In practice, feature-based similarity scores don’t produce interesting similarity rankings for name pronunciations because there are too many ties and because there’s no obvious way to measure how likely a phoneme is to be omitted from a pronunciation. There are too many parwise phoneme comparisons in our substitution matrix (1600 in all including gaps) for linguists to produce properly nuanced similarity rankings based on subject-matter expertise. Moreover, considering phonemes in isolation misses phenomena like the “flap T” or unreleased stop, where “T” can sometimes sound like “D” when it appears between vowels (e.g. “party” sounds like “pardy”).

The rather unsatisfying answer from this investigation is that, even within a single language, theoretical linguistics doesn’t offer an objective way to measure how similar two sounds are, much less how similar two pronunciations are. The theoretical basis for using features from Articulatory Phonetics is that sounds which are produced in a similar way are more likely to be confused by the speaker, which is a shaky foundation when you consider that what we’re really trying to measure is how similar two sounds seem to the listener.

In the next article in this series, I’m going to walk through using the Needleman-Wunsch algorithm to align pronunciations of the same word to count substitutions and calibrate those counts into a matrix we can use to rank the similarity of any two pronunciations.

References

Bailey, Todd M., and Ulrike Hahn. 2005. “Phoneme Similarity and Confusability.” Journal of Memory and Language 52 (3): 339–62. https://doi.org/10.1016/j.jml.2004.12.003.

Kondrak, Grzegorz. 2002. “Algorithms for Language Reconstruction.” https://webdocs.cs.ualberta.ca/~kondrak/papers/thesis.pdf.

Ruiz, Pablo, Aitor Álvarez, and Haritz Arzelus. 2014. “Phoneme Similarity Matrices to Improve Long Audio Alignment for Automatic Subtitling.” International Conference on Language Resources and Evaluation, May, 437–42. http://www.lrec-conf.org/proceedings/lrec2014/pdf/387_Paper.pdf.

“Phoneme Similarity Matrices.” n.d. Accessed January 8, 2025. https://sites.google.com/site/similaritymatrices/.

Footnotes

  1. Phonemes are the smallest units of sound in a language.

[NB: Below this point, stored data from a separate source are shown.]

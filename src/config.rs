use std::net::{IpAddr, Ipv4Addr};
use std::path::{Path, PathBuf};

use anyhow::{bail, Context};
use directories_next::ProjectDirs;
use serde::Deserialize;

/// Shortest id length accepted from the config file.
pub const MIN_ID_LENGTH: usize = 4;

#[derive(Debug, Clone, Deserialize)]
#[serde(default)]
pub struct Config {
    pub bind: IpAddr,
    pub port: u16,
    pub pastes: Pastes,
    pub sweep: Sweep,
}

#[derive(Debug, Clone, Deserialize)]
#[serde(default)]
pub struct Pastes {
    pub id_length: usize,
}

#[derive(Debug, Clone, Deserialize)]
#[serde(default)]
pub struct Sweep {
    /// Seconds between expiry sweeps, zero disables the sweeper.
    pub interval_secs: u64,
}

impl Default for Config {
    fn default() -> Self {
        Config {
            bind: IpAddr::V4(Ipv4Addr::UNSPECIFIED),
            port: 3000,
            pastes: Pastes::default(),
            sweep: Sweep::default(),
        }
    }
}

impl Default for Pastes {
    fn default() -> Self {
        Pastes { id_length: 8 }
    }
}

impl Default for Sweep {
    fn default() -> Self {
        Sweep { interval_secs: 300 }
    }
}

impl Config {
    /// Load the config from an explicit file, or from the default location if one exists there.
    ///
    /// Falls back to defaults when no file is given and none is found.
    pub fn load(path: Option<&Path>) -> anyhow::Result<Self> {
        let config = match path {
            Some(path) => Self::from_file(path)?,
            None => match default_path() {
                Some(path) if path.is_file() => Self::from_file(&path)?,
                _ => Config::default(),
            },
        };
        config.validate()?;
        Ok(config)
    }

    fn from_file(path: &Path) -> anyhow::Result<Self> {
        let contents = std::fs::read_to_string(path)
            .with_context(|| format!("failed to read config file {}", path.display()))?;
        Self::parse(&contents)
            .with_context(|| format!("failed to parse config file {}", path.display()))
    }

    fn parse(contents: &str) -> anyhow::Result<Self> {
        Ok(toml::from_str(contents)?)
    }

    fn validate(&self) -> anyhow::Result<()> {
        if self.pastes.id_length < MIN_ID_LENGTH {
            bail!(
                "pastes.id_length must be at least {MIN_ID_LENGTH}, got {}",
                self.pastes.id_length
            );
        }
        Ok(())
    }
}

fn default_path() -> Option<PathBuf> {
    ProjectDirs::from("", "", "quickpaste").map(|dirs| dirs.config_dir().join("config.toml"))
}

  2. Ruiz, Pablo, Aitor Álvarez, and Haritz Arzelus. 2014. “Phoneme Similarity Matrices to Improve Long Audio Alignment for Automatic Subtitling.” International Conference on Language Resources and Evaluation, May, 437–42.

  3. Needleman-Wunsch with constant penalties is essentially equivalent to Levenshtein distance, which is a measure of the minimum number of single-character edits (insertions, deletions, or substitutions) required to change one sequence into another.